** Opening Exercise inputs block **
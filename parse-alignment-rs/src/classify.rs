use crate::fragment::Fragment;

#[derive(Debug, Clone, Copy, PartialEq, Eq, Hash)]
pub enum Classification {
    /// Both mates aligned as a proper pair.
    PairedAligned,
    /// First mate aligned on its own; the second is unmapped or absent.
    HalfPairFirstMate,
    /// Second mate aligned on its own.
    HalfPairSecondMate,
    /// Flagged as paired but neither the first nor the last segment bit is set.
    WeirdHalfPair,
    SingleEndAligned,
    Unmapped,
}

impl Classification {
    pub fn is_mapped(self) -> bool {
        self != Classification::Unmapped
    }
}

/// Classify a fragment from the flags of its first mate and its pairing state.
pub fn classify(fragment: &Fragment) -> Classification {
    let flags = fragment.first.flags;
    if flags.is_unmapped() {
        Classification::Unmapped
    } else if fragment.paired {
        Classification::PairedAligned
    } else if flags.is_segmented() {
        if flags.is_first_segment() {
            Classification::HalfPairFirstMate
        } else if flags.is_last_segment() {
            Classification::HalfPairSecondMate
        } else {
            Classification::WeirdHalfPair
        }
    } else {
        Classification::SingleEndAligned
    }
}

/// Mapped-alignment tallies by category.
#[derive(Debug, Clone, Copy, Default, PartialEq, Eq)]
pub struct CategoryCounts {
    pub paired: u64,
    pub first: u64,
    pub second: u64,
    pub weird: u64,
    pub single: u64,
}

impl CategoryCounts {
    pub fn record(&mut self, class: Classification) {
        match class {
            Classification::PairedAligned => self.paired += 1,
            Classification::HalfPairFirstMate => self.first += 1,
            Classification::HalfPairSecondMate => self.second += 1,
            Classification::WeirdHalfPair => self.weird += 1,
            Classification::SingleEndAligned => self.single += 1,
            Classification::Unmapped => {}
        }
    }

    pub fn half_pairs(&self) -> u64 {
        self.first + self.second + self.weird
    }

    pub fn total(&self) -> u64 {
        self.paired + self.half_pairs() + self.single
    }

    pub fn reset(&mut self) {
        *self = Self::default();
    }
}
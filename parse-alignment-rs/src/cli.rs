use crate::model::DEFAULT_NOISE_MISMATCHES;
use clap::Parser;
use std::path::PathBuf;

#[derive(Parser, Debug, Clone)]
#[command(
    name = "parse-alignment",
    about = "Pre-compute probabilities of (observed) reads' alignments",
    long_about = "Pre-compute probabilities of (observed) reads' alignments.\n\
                  The alignment file should be in either SAM or BAM format, with all \
                  alignments of one read next to each other.",
    version
)]
pub struct Args {
    /// Alignment file (SAM or BAM)
    pub alignments: PathBuf,

    /// Output probability file
    #[arg(short = 'o', long = "outFile", value_name = "FILE")]
    pub out_file: PathBuf,

    /// Input format: SAM or BAM (default: from the file extension)
    #[arg(short = 'f', long = "format")]
    pub format: Option<String>,

    /// Transcript information file. Read when the alignment header has no
    /// reference sequences; otherwise transcript information is written into it
    #[arg(short = 't', long = "trInfoFile", value_name = "FILE")]
    pub tr_info_file: Option<PathBuf>,

    /// Transcript sequences in FASTA format
    #[arg(short = 's', long = "trSeqFile", value_name = "FASTA")]
    pub tr_seq_file: PathBuf,

    /// Total number of reads. Not needed if the alignment file also contains
    /// reads with no valid alignments
    #[arg(short = 'N', long = "readsN")]
    pub reads_n: Option<u64>,

    /// File to save names of reads without any usable alignment
    #[arg(long = "failed", value_name = "FILE")]
    pub failed: Option<PathBuf>,

    /// Use uniform read distribution
    #[arg(long)]
    pub uniform: bool,

    /// Mean of the log fragment length distribution (l_frag ~ LogNormal(mu, sigma^2))
    #[arg(long = "lenMu", requires = "len_sigma")]
    pub len_mu: Option<f64>,

    /// sigma^2 of the log fragment length distribution (l_frag ~ LogNormal(mu, sigma^2))
    #[arg(long = "lenSigma", requires = "len_mu")]
    pub len_sigma: Option<f64>,

    /// File to which the read distribution should be saved
    #[arg(long = "distributionFile", value_name = "FILE")]
    pub distribution_file: Option<PathBuf>,

    /// Maximum number of threads; used for BAM decompression
    #[arg(short = 'P', long = "procN", default_value_t = 3)]
    pub threads: usize,

    /// Number of mismatches to be considered as noise
    #[arg(long = "noiseMismatches", default_value_t = DEFAULT_NOISE_MISMATCHES)]
    pub noise_mismatches: u32,

    /// Limit maximum number of alignments per read; reads with more are skipped (0 = no limit)
    #[arg(short = 'l', long = "limitA", default_value_t = 0)]
    pub max_alignments: u64,

    /// Verbose output: progress and summaries
    #[arg(short = 'v', long)]
    pub verbose: bool,

    /// Very verbose output: adds debug detail
    #[arg(long = "veryVerbose")]
    pub very_verbose: bool,

    /// Only log errors
    #[arg(short = 'q', long, conflicts_with_all = ["verbose", "very_verbose"])]
    pub quiet: bool,
}
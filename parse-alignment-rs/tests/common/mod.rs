#![allow(dead_code)]
//! Record builders and a deterministic read model shared by the integration tests.

use noodles::sam::alignment::record::Flags;
use parse_alignment_rs::{
    assign_probabilities, count_and_train, AlignmentProbability, AlignmentRecord, Fragment,
    Interrupt, PipelineConfig, ReadModel, VecSource,
};
use parse_alignment_rs::output::ProbabilityWriter;
use parse_alignment_rs::pipeline::{PassOne, PassTwo};
use std::collections::HashSet;

pub const READ_LEN: usize = 50;

fn mapped(name: &str, flags: Flags, ref_id: usize, start: u32) -> AlignmentRecord {
    AlignmentRecord {
        name: name.to_string(),
        flags,
        ref_id: Some(ref_id),
        start: Some(start),
        end: Some(start + READ_LEN as u32 - 1),
        template_length: 0,
        read_len: READ_LEN,
        mismatches: Some(0),
        mean_quality: None,
    }
}

pub fn single(name: &str, ref_id: usize, start: u32) -> AlignmentRecord {
    mapped(name, Flags::empty(), ref_id, start)
}

pub fn unmapped(name: &str) -> AlignmentRecord {
    AlignmentRecord {
        name: name.to_string(),
        flags: Flags::UNMAPPED,
        read_len: READ_LEN,
        ..Default::default()
    }
}

/// Both mates of a proper pair, first mate first.
pub fn pair(name: &str, ref_id: usize, start1: u32, start2: u32) -> Vec<AlignmentRecord> {
    let base = Flags::SEGMENTED | Flags::PROPERLY_SEGMENTED;
    let mut first = mapped(name, base | Flags::FIRST_SEGMENT, ref_id, start1);
    let mut second = mapped(name, base | Flags::LAST_SEGMENT | Flags::REVERSE_COMPLEMENTED, ref_id, start2);
    let tlen = (start2 + READ_LEN as u32) as i32 - start1 as i32;
    first.template_length = tlen;
    second.template_length = -tlen;
    vec![first, second]
}

/// One mate of a pair aligned on its own.
pub fn half(name: &str, ref_id: usize, start: u32, first_mate: bool) -> AlignmentRecord {
    let segment = if first_mate { Flags::FIRST_SEGMENT } else { Flags::LAST_SEGMENT };
    mapped(name, Flags::SEGMENTED | Flags::MATE_UNMAPPED | segment, ref_id, start)
}

/// Paired flag without either mate bit.
pub fn weird_half(name: &str, ref_id: usize, start: u32) -> AlignmentRecord {
    mapped(name, Flags::SEGMENTED | Flags::MATE_UNMAPPED, ref_id, start)
}

/// Scores alignment to reference `i` as `ln p = -1 - i`, noise `-20 + i`.
/// Alignments to references in `failing` cannot be scored.
#[derive(Debug, Default)]
pub struct StubModel {
    pub failing: HashSet<usize>,
    pub observed: Vec<Fragment>,
    pub normalized: bool,
    pub scored: Vec<String>,
}

impl StubModel {
    pub fn failing_on(refs: &[usize]) -> Self {
        Self {
            failing: refs.iter().copied().collect(),
            ..Default::default()
        }
    }

    pub fn observed_names(&self) -> Vec<&str> {
        self.observed.iter().map(|f| f.name()).collect()
    }
}

impl ReadModel for StubModel {
    fn observe(&mut self, fragment: &Fragment) {
        self.observed.push(fragment.clone());
    }

    fn normalize(&mut self) {
        self.normalized = true;
    }

    fn probability(&mut self, fragment: &Fragment) -> Option<AlignmentProbability> {
        self.scored.push(fragment.name().to_string());
        let id = fragment.first.ref_id?;
        if self.failing.contains(&id) {
            return None;
        }
        Some(AlignmentProbability {
            prob: -1.0 - id as f64,
            noise: -20.0 + id as f64,
        })
    }

    fn effective_lengths(&self) -> Vec<f64> {
        Vec::new()
    }
}

pub fn config(max_alignments: u64) -> PipelineConfig {
    PipelineConfig {
        max_alignments,
        train: true,
        track_failed: true,
    }
}

pub struct Run {
    pub pass_one: PassOne,
    pub pass_two: PassTwo,
    pub output: String,
}

impl Run {
    /// Read lines of the probability file, without the header.
    pub fn lines(&self) -> Vec<&str> {
        self.output.lines().filter(|l| !l.starts_with('#')).collect()
    }
}

/// Run pass 1, normalize, then pass 2 into an in-memory buffer.
pub fn run_both(records: &[AlignmentRecord], model: &mut StubModel, config: &PipelineConfig) -> Run {
    let interrupt = Interrupt::new();
    let pass_one = count_and_train(VecSource::new(records.to_vec()), model, config, &interrupt)
        .expect("pass 1");
    model.normalize();
    let mut writer = ProbabilityWriter::new(Vec::new());
    writer
        .write_header(pass_one.stats.n_total, pass_one.stats.n_map)
        .expect("header");
    let pass_two = assign_probabilities(
        VecSource::new(records.to_vec()),
        model,
        &pass_one.ignored,
        config,
        &mut writer,
        &interrupt,
        pass_one.stats.n_total,
    )
    .expect("pass 2");
    let output = String::from_utf8(writer.finish().expect("flush")).expect("utf8");
    Run { pass_one, pass_two, output }
}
** Closing Exercise inputs block **
*Problem statement:* From the data above, copy each line with the string "into" in it.

*Solution to the exercise:*
    /// reference sequences; otherwise transcript information is written into it
/// Run pass 1, normalize, then pass 2 into an in-memory buffer.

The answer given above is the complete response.